MKR seeks to absorb these losses and, in this case, becomes worthless, and it has an obligation to liquidate mortgaged assets against stable currency and CDP holders. However, through the expansion of the above attacks, stable currency and CDP positions also bear this risk. If the MKR price is below the safe level, then various MKR, stable currency and CDP positions may lose their value in the liquidation. These risks should take into account the volatility of these assets.

Regardless of whether it is intentional or not, Maker's solution to these problems is to centralize governance and attribute trust to Maker (although it is generally not used unless it is seriously threatened). This is not necessarily a problem, and many traditional systems operate in this way. However, we should publicly understand the maintenance of this trust. It is worth noting that attacks can still be carried out through the collusion of a few miners.

Based on the conversation with the Maker team at Devcon, the settings for the appropriate threshold to trigger global settlement have been discussed, for example, set to 10% MKR. However, it is unclear whether it solves the incentive problem discussed here.

One of the reasons is that for an honest 10% MKR alliance, it is unclear whether triggering global settlement early in the attack is the best response. This is because their value is severely damaged (possibly returned to zero) in attack-based liquidation. There may also be other liquidation abuses from dishonest 10% alliances.

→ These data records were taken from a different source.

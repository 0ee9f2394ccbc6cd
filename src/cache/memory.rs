use super::{CacheBackend, CacheResult};

use async_trait::async_trait;
use dashmap::DashMap;
use std::time::{Duration, Instant};

/// In-process cache backend.
///
/// Each entry carries its own deadline; expired entries read as absent and are
/// removed on the read that discovers them. A TTL too large to represent as an
/// `Instant` means the entry never expires.
#[derive(Default)]
pub struct MemoryCache {
    entries: DashMap<String, (String, Option<Instant>)>,
}

impl MemoryCache {
    pub fn new() -> Self {
        Self::default()
    }

    pub fn len(&self) -> usize {
        self.entries.len()
    }

    pub fn is_empty(&self) -> bool {
        self.entries.is_empty()
    }
}

#[async_trait]
impl CacheBackend for MemoryCache {
    async fn get(&self, key: &str) -> CacheResult<Option<String>> {
        let now = Instant::now();
        let removed = self
            .entries
            .remove_if(key, |_, (_, expires_at)| expires_at.is_some_and(|at| at <= now));
        if removed.is_some() {
            tracing::debug!(key = key, "Cache EXPIRED (memory)");
            return Ok(None);
        }

        let value = self.entries.get(key).map(|entry| entry.value().0.clone());
        if value.is_some() {
            tracing::debug!(key = key, "Cache HIT (memory)");
        } else {
            tracing::debug!(key = key, "Cache MISS (memory)");
        }
        Ok(value)
    }

    async fn set(&self, key: &str, value: &str, ttl: Duration) -> CacheResult<()> {
        let expires_at = Instant::now().checked_add(ttl);
        self.entries
            .insert(key.to_string(), (value.to_string(), expires_at));
        tracing::debug!(key = key, ttl_ms = ttl.as_millis() as u64, "Cache SET (memory)");
        Ok(())
    }

    async fn delete(&self, key: &str) -> CacheResult<()> {
        self.entries.remove(key);
        Ok(())
    }

    async fn health_check(&self) -> CacheResult<bool> {
        Ok(true)
    }

    fn provider_name(&self) -> &'static str {
        "memory"
    }
}
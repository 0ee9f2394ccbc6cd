//! Dispatch Protocol Module
//!
//! The two one-way HTTP exchanges that connect the services, correlated only by the
//! request id carried in each payload:
//!
//! 1. **Submit** (intake -> compute): `POST /api/v1/analyze {id, text}`. A single
//!    attempt; any failure marks the request `Failed` on the intake side.
//! 2. **Report** (compute -> intake): `POST /api/v1/result {id, status, analyze}`.
//!    Retried with exponential backoff on transport errors and 5xx responses.
//!
//! ## Submodules
//! - **`protocol`**: Endpoint constants and the JSON DTOs of both services.
//! - **`client`**: `ComputeClient` (submit) and `IntakeClient` (report).

pub mod client;
pub mod protocol;

pub use client::{ComputeClient, DispatchError, IntakeClient, PeerClient};
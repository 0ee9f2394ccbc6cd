use super::service::{Admission, ComputeService};
use crate::dispatch::protocol::{AnalyzeRequest, AnalyzeResponse, HealthResponse};
use crate::error::ServiceError;

use axum::{
    Json,
    extract::{Extension, rejection::JsonRejection},
    http::StatusCode,
};
use std::sync::Arc;

pub async fn handle_analyze(
    Extension(service): Extension<Arc<ComputeService>>,
    payload: Result<Json<AnalyzeRequest>, JsonRejection>,
) -> Result<(StatusCode, Json<AnalyzeResponse>), ServiceError> {
    let Json(req) = payload.map_err(|e| {
        tracing::error!("Malformed analyze request: {}", e);
        ServiceError::Validation(e.body_text())
    })?;

    let cached = match service.accept(req.id, req.text).await? {
        Admission::Cached => true,
        Admission::Queued => false,
    };

    Ok((
        StatusCode::OK,
        Json(AnalyzeResponse {
            message: "Success".to_string(),
            cached,
        }),
    ))
}

pub async fn handle_health(
    Extension(service): Extension<Arc<ComputeService>>,
) -> (StatusCode, Json<HealthResponse>) {
    if service.is_healthy().await {
        (StatusCode::OK, Json(HealthResponse::ok()))
    } else {
        (
            StatusCode::SERVICE_UNAVAILABLE,
            Json(HealthResponse::failing("cache")),
        )
    }
}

After understanding the incentives, you can re-understand the game between MKR, CDP and stable currency holders. With different settings, the potential result may be that the attacker gives a bribe to the 10% MKR Alliance.

Resolving these issues in a distributed manner remains an open question, so it is important to design a rigorous mechanism for the above mentioned issues.


Risk Warning: All articles in Blue Fox Notes can not be used as investment suggestions or recommendations. Investment is risky. Investment should consider individual risk tolerance. It is recommended to conduct in-depth inspections of the project and carefully make your own investment decisions.